I have never used an HDR display before so I’m not sure how it’s supposed to look.
I have been playing Spider-man both with and without HDR and unless I’m staring right into the sun there is literally no difference. I have always heard people talk about HDR as something incredible but I’m honestly disappointed.
Have I done something wrong or is this how it is supposed to be?
conciselyverbose@kbin.social 11 months ago
HDR stands for high dynamic range. It means you can have detail in shadows and highlights without losing detail in the middle.

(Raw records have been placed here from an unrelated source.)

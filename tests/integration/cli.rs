//! The `fuzztrie` binary, run as a subprocess.

use std::fs;
use std::path::{Path, PathBuf};
use std::process::{Command, Output};

use tempfile::TempDir;

use super::common::UNIVERSITIES;

fn fuzztrie(args: &[&str]) -> Output {
    Command::new(env!("CARGO_BIN_EXE_fuzztrie"))
        .args(args)
        .env_remove("RUST_LOG")
        .output()
        .expect("failed to run fuzztrie")
}

fn write(dir: &Path, name: &str, contents: &str) -> PathBuf {
    let path = dir.join(name);
    fs::write(&path, contents).unwrap();
    path
}

fn stdout(output: &Output) -> String {
    String::from_utf8_lossy(&output.stdout).into_owned()
}

#[test]
fn test_scan_prints_records() {
    let dir = TempDir::new().unwrap();
    let dict = write(dir.path(), "dict.txt", "hello\nworld\n");
    let text = write(dir.path(), "text.txt", "say helo wrold\nHello!\n");

    let output = fuzztrie(&[
        "scan",
        text.to_str().unwrap(),
        "-d",
        dict.to_str().unwrap(),
    ]);
    assert!(output.status.success(), "{:?}", output);
    assert_eq!(
        stdout(&output),
        "1,5,4,helo,hello\n1,10,9,wrold,world\n2,1,15,Hello,hello\n"
    );
}

#[test]
fn test_scan_parallel_same_output() {
    let dir = TempDir::new().unwrap();
    let dict = write(dir.path(), "dict.txt", UNIVERSITIES);
    let text = write(
        dir.path(),
        "text.txt",
        &"Stanfrod University, then CMU. ".repeat(20),
    );
    let base = [
        "scan",
        text.to_str().unwrap(),
        "-d",
        dict.to_str().unwrap(),
    ];

    let sequential = fuzztrie(&base);
    let mut parallel_args = base.to_vec();
    parallel_args.extend(["--parallel", "--shard-size", "16"]);
    let parallel = fuzztrie(&parallel_args);

    assert!(sequential.status.success());
    assert!(parallel.status.success());
    assert_eq!(stdout(&sequential).lines().count(), 40);
    assert_eq!(stdout(&parallel), stdout(&sequential));
}

#[test]
fn test_words_flag() {
    let dir = TempDir::new().unwrap();
    let dict = write(dir.path(), "dict.txt", "hello world");
    let text = write(dir.path(), "text.txt", "hello world");

    let lines = fuzztrie(&["scan", text.to_str().unwrap(), "-d", dict.to_str().unwrap()]);
    // one pattern "hello world" spanning both words
    assert_eq!(stdout(&lines), "1,1,0,hello world,hello world\n");

    let words = fuzztrie(&[
        "scan",
        text.to_str().unwrap(),
        "-d",
        dict.to_str().unwrap(),
        "--words",
    ]);
    assert_eq!(
        stdout(&words),
        "1,1,0,hello,hello\n1,7,6,world,world\n"
    );
}

#[test]
fn test_report_all_from_config() {
    let dir = TempDir::new().unwrap();
    let dict = write(dir.path(), "dict.txt", "cat\ncar\n");
    let text = write(dir.path(), "text.txt", "ca.\n");
    let config = write(dir.path(), "config.json", r#"{ "policy": "report-all" }"#);

    let suppressed = fuzztrie(&["scan", text.to_str().unwrap(), "-d", dict.to_str().unwrap()]);
    assert!(suppressed.status.success());
    assert_eq!(stdout(&suppressed), "");

    let all = fuzztrie(&[
        "scan",
        text.to_str().unwrap(),
        "-d",
        dict.to_str().unwrap(),
        "-c",
        config.to_str().unwrap(),
    ]);
    assert_eq!(stdout(&all), "1,1,0,ca,car\n1,1,0,ca,cat\n");

    // the flag overrides the file
    let flagged = fuzztrie(&[
        "scan",
        text.to_str().unwrap(),
        "-d",
        dict.to_str().unwrap(),
        "-c",
        config.to_str().unwrap(),
        "--policy",
        "suppress",
    ]);
    assert_eq!(stdout(&flagged), "");
}

#[test]
fn test_bad_dictionary_skipped() {
    let dir = TempDir::new().unwrap();
    let dict = write(dir.path(), "dict.txt", "hello\n");
    let missing = dir.path().join("missing.txt");
    let text = write(dir.path(), "text.txt", "helo\n");

    let output = fuzztrie(&[
        "scan",
        text.to_str().unwrap(),
        "-d",
        missing.to_str().unwrap(),
        "-d",
        dict.to_str().unwrap(),
    ]);
    assert!(output.status.success(), "{:?}", output);
    assert_eq!(stdout(&output), "1,1,0,helo,hello\n");
    assert!(String::from_utf8_lossy(&output.stderr).contains("missing.txt"));
}

#[test]
fn test_no_dictionary_loaded_fails() {
    let dir = TempDir::new().unwrap();
    let missing = dir.path().join("missing.txt");
    let text = write(dir.path(), "text.txt", "helo\n");

    let output = fuzztrie(&["scan", text.to_str().unwrap(), "-d", missing.to_str().unwrap()]);
    assert!(!output.status.success());
    assert!(output.stdout.is_empty());
    assert!(String::from_utf8_lossy(&output.stderr).contains("no patterns loaded"));
}

#[test]
fn test_missing_input_fails() {
    let dir = TempDir::new().unwrap();
    let dict = write(dir.path(), "dict.txt", "hello\n");
    let missing = dir.path().join("nope.txt");

    let output = fuzztrie(&["scan", missing.to_str().unwrap(), "-d", dict.to_str().unwrap()]);
    assert!(!output.status.success());
    assert!(String::from_utf8_lossy(&output.stderr).contains("nope.txt"));
}

#[test]
fn test_unknown_config_field_fails() {
    let dir = TempDir::new().unwrap();
    let dict = write(dir.path(), "dict.txt", "hello\n");
    let text = write(dir.path(), "text.txt", "hello\n");
    let config = write(dir.path(), "config.json", r#"{ "polcy": "report-all" }"#);

    let output = fuzztrie(&[
        "scan",
        text.to_str().unwrap(),
        "-d",
        dict.to_str().unwrap(),
        "-c",
        config.to_str().unwrap(),
    ]);
    assert!(!output.status.success());
    assert!(String::from_utf8_lossy(&output.stderr).contains("config.json"));
}

#[test]
fn test_variants_json() {
    let dir = TempDir::new().unwrap();
    let dict = write(dir.path(), "dict.txt", "Hello\n");

    let output = fuzztrie(&["variants", "-d", dict.to_str().unwrap(), "--json"]);
    assert!(output.status.success(), "{:?}", output);

    let table: serde_json::Value = serde_json::from_slice(&output.stdout).unwrap();
    let hello = table["hello"].as_array().expect("hello maps to a list");
    let variants: Vec<&str> = hello.iter().filter_map(|v| v.as_str()).collect();
    assert_eq!(variants.len(), 14);
    assert!(variants.contains(&"hal"));
    assert!(variants.contains(&"hll"));
}

#[test]
fn test_variants_plain() {
    let dir = TempDir::new().unwrap();
    let dict = write(dir.path(), "dict.txt", "ab\n");

    let output = fuzztrie(&["variants", "-d", dict.to_str().unwrap()]);
    assert!(output.status.success());
    assert_eq!(stdout(&output), "ab: aab OR ab OR abb OR ba\n");
}
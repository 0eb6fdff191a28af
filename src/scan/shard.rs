// Copyright 2025-present Harīṣh Tummalachērla
// SPDX-License-Identifier: Apache-2.0

//! Parallel scanning across shards of one buffer.
//!
//! The buffer is cut into contiguous anchor ranges. Every cut is moved
//! forward to the next non-letter byte, so no letter run (and no anchor)
//! straddles two shards. Each shard gets its starting [`Position`] seeded
//! from the bytes before it, walks over the *whole* buffer (a match may run
//! past the shard end), and keeps the records whose anchor it owns.
//! Concatenating shard results in order reproduces the sequential scan.
//!
//! Records are batched per shard and emitted in buffer order once all shards
//! finish.

use std::ops::Range;

use rayon::prelude::*;

use crate::classify::Classifier;
use crate::error::Result;
use crate::report::{MatchRecord, MatchSink};

use super::{Position, Scanner};

/// Split `buffer` into ranges of roughly `shard_size` bytes, each starting
/// at a non-letter byte (or at 0).
pub fn shard_bounds(
    buffer: &[u8],
    classifier: &Classifier,
    shard_size: usize,
) -> Vec<Range<usize>> {
    let shard_size = shard_size.max(1);
    let mut bounds = Vec::new();
    let mut start = 0;
    while start < buffer.len() {
        let mut end = (start + shard_size).min(buffer.len());
        while end < buffer.len() && classifier.is_letter(buffer[end]) {
            end += 1;
        }
        bounds.push(start..end);
        start = end;
    }
    bounds
}

impl Scanner<'_, '_> {
    /// Scan shards in parallel, then report every record in buffer order.
    pub fn scan_parallel(
        &self,
        buffer: &[u8],
        shard_size: usize,
        sink: &mut impl MatchSink,
    ) -> Result<usize> {
        let bounds = shard_bounds(buffer, self.classifier(), shard_size);

        let mut seeds = Vec::with_capacity(bounds.len());
        let mut position = Position::start();
        let mut cursor = 0;
        for range in &bounds {
            position = position.advance_over(&buffer[cursor..range.start]);
            cursor = range.start;
            seeds.push(position);
        }
        log::debug!("scanning {} bytes in {} shards", buffer.len(), bounds.len());

        let shards: Vec<Vec<MatchRecord>> = bounds
            .into_par_iter()
            .zip(seeds)
            .map(|(range, seed)| {
                let mut records: Vec<MatchRecord> = Vec::new();
                // Collecting into a Vec cannot fail
                let _ = self.scan_range(buffer, range, seed, &mut records);
                records
            })
            .collect();

        let mut reported = 0;
        for record in shards.into_iter().flatten() {
            sink.report(record)?;
            reported += 1;
        }
        Ok(reported)
    }
}
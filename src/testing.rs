//! Test utilities shared across unit and integration tests.
//!
//! This module is always compiled but hidden from documentation.
//! It provides canonical implementations of test helpers to avoid duplication.

#![doc(hidden)]

use crate::dictionary::Dictionary;
use crate::report::{AmbiguityPolicy, MatchRecord};
use crate::scan::Scanner;
use crate::trie::PatternTrie;
use crate::variants::{VariantGenerator, VariantOptions};

/// Build a trie from patterns with the default strategies.
pub fn make_trie(patterns: &[&str]) -> PatternTrie {
    make_trie_with(patterns, VariantOptions::default())
}

/// Build a trie from patterns with the given strategies.
pub fn make_trie_with(patterns: &[&str], options: VariantOptions) -> PatternTrie {
    PatternTrie::build(
        &Dictionary::from_patterns(patterns),
        &VariantGenerator::new(options),
    )
}

/// Scan `text` against `patterns` with default settings.
pub fn scan_text(patterns: &[&str], text: &str) -> Vec<MatchRecord> {
    let trie = make_trie(patterns);
    Scanner::new(&trie).matches(text.as_bytes())
}

/// Scan with an explicit ambiguity policy.
pub fn scan_text_with_policy(
    patterns: &[&str],
    text: &str,
    policy: AmbiguityPolicy,
) -> Vec<MatchRecord> {
    let trie = make_trie(patterns);
    Scanner::new(&trie).policy(policy).matches(text.as_bytes())
}

/// `(matched, pattern)` pairs of a scan, for compact assertions.
pub fn matched_pairs(records: &[MatchRecord]) -> Vec<(String, String)> {
    records
        .iter()
        .map(|r| (r.matched.clone(), r.pattern.clone()))
        .collect()
}
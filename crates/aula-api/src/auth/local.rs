//! Local JWT verification (fallback strategy).

use aula_core::models::Identity;
use jsonwebtoken::{decode, Algorithm, DecodingKey, Validation};
use serde_json::Value;

/// Verifies token signatures against a configured shared secret and extracts
/// the claim set directly from the token body.
pub struct LocalTokenVerifier {
    decoding_key: DecodingKey,
    validation: Validation,
}

impl LocalTokenVerifier {
    pub fn new(secret: &str, issuer: Option<&str>, audience: Option<&str>) -> Self {
        let mut validation = Validation::new(Algorithm::HS256);
        validation.validate_exp = true;
        validation.leeway = 0;
        if let Some(issuer) = issuer {
            validation.set_issuer(&[issuer]);
        }
        if let Some(audience) = audience {
            validation.set_audience(&[audience]);
        } else {
            // jsonwebtoken rejects tokens carrying an `aud` claim unless one
            // is configured; without a configured audience we do not check it.
            validation.validate_aud = false;
        }

        Self {
            decoding_key: DecodingKey::from_secret(secret.as_bytes()),
            validation,
        }
    }

    /// Verify a token and map its claims into an identity. Every failure is
    /// logged and reduced to `None`.
    pub fn verify(&self, token: &str) -> Option<Identity> {
        let token_data = match decode::<Value>(token, &self.decoding_key, &self.validation) {
            Ok(data) => data,
            Err(e) => {
                tracing::debug!(error = %e, "Local JWT verification failed");
                return None;
            }
        };

        let claims = match token_data.claims.as_object() {
            Some(claims) => claims.clone(),
            None => {
                tracing::debug!("JWT body is not an object");
                return None;
            }
        };

        let identity = Identity::from_claims(&claims);
        if identity.is_none() {
            tracing::debug!("JWT claims missing a usable subject");
        }
        identity
    }
}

At the end of the day, it's just how your computer or console talks to the display. It doesn't change what your display is capable of. It can't magically make colors more vibrant, for example. What it does instead, with a quality display, is allow you to make specific colors more vibrant while keeping their detail, without losing it elsewhere. It should usually be subtle, except in specific showcases designed to push the edges of what HDR can do.
It also doesn't make a mediocre display not mediocre. If it can't accurately present the whole range, receiving it doesn't help a lot.
stu@lemmy.pit.ninja 11 months ago
Yeah, the difference should be easily visible assuming one has quality source material and a nice display. I was kind of assuming OP was talking about using the Steam Deck in docked mode, but maybe that was a bad assumption.
Cralder@feddit.nu 11 months ago
Sorry I should have been more clear. I’m using the steam deck oled with the regular display, not an external display.
conciselyverbose@kbin.social 11 months ago
Someone else said the actual OLED doesn't support it. I never paid attention because I talked myself out of needing one, but if that's the case you obviously wouldn't see it on the deck screen.
I think you'd run into the limitations of render quality for most stuff 3D, though. There might be 2D games that play with it, and I'm guessing there are demo videos. I know my first (non-HDR) OLED I enjoyed trying some OLED demo clips out to really see what it could do.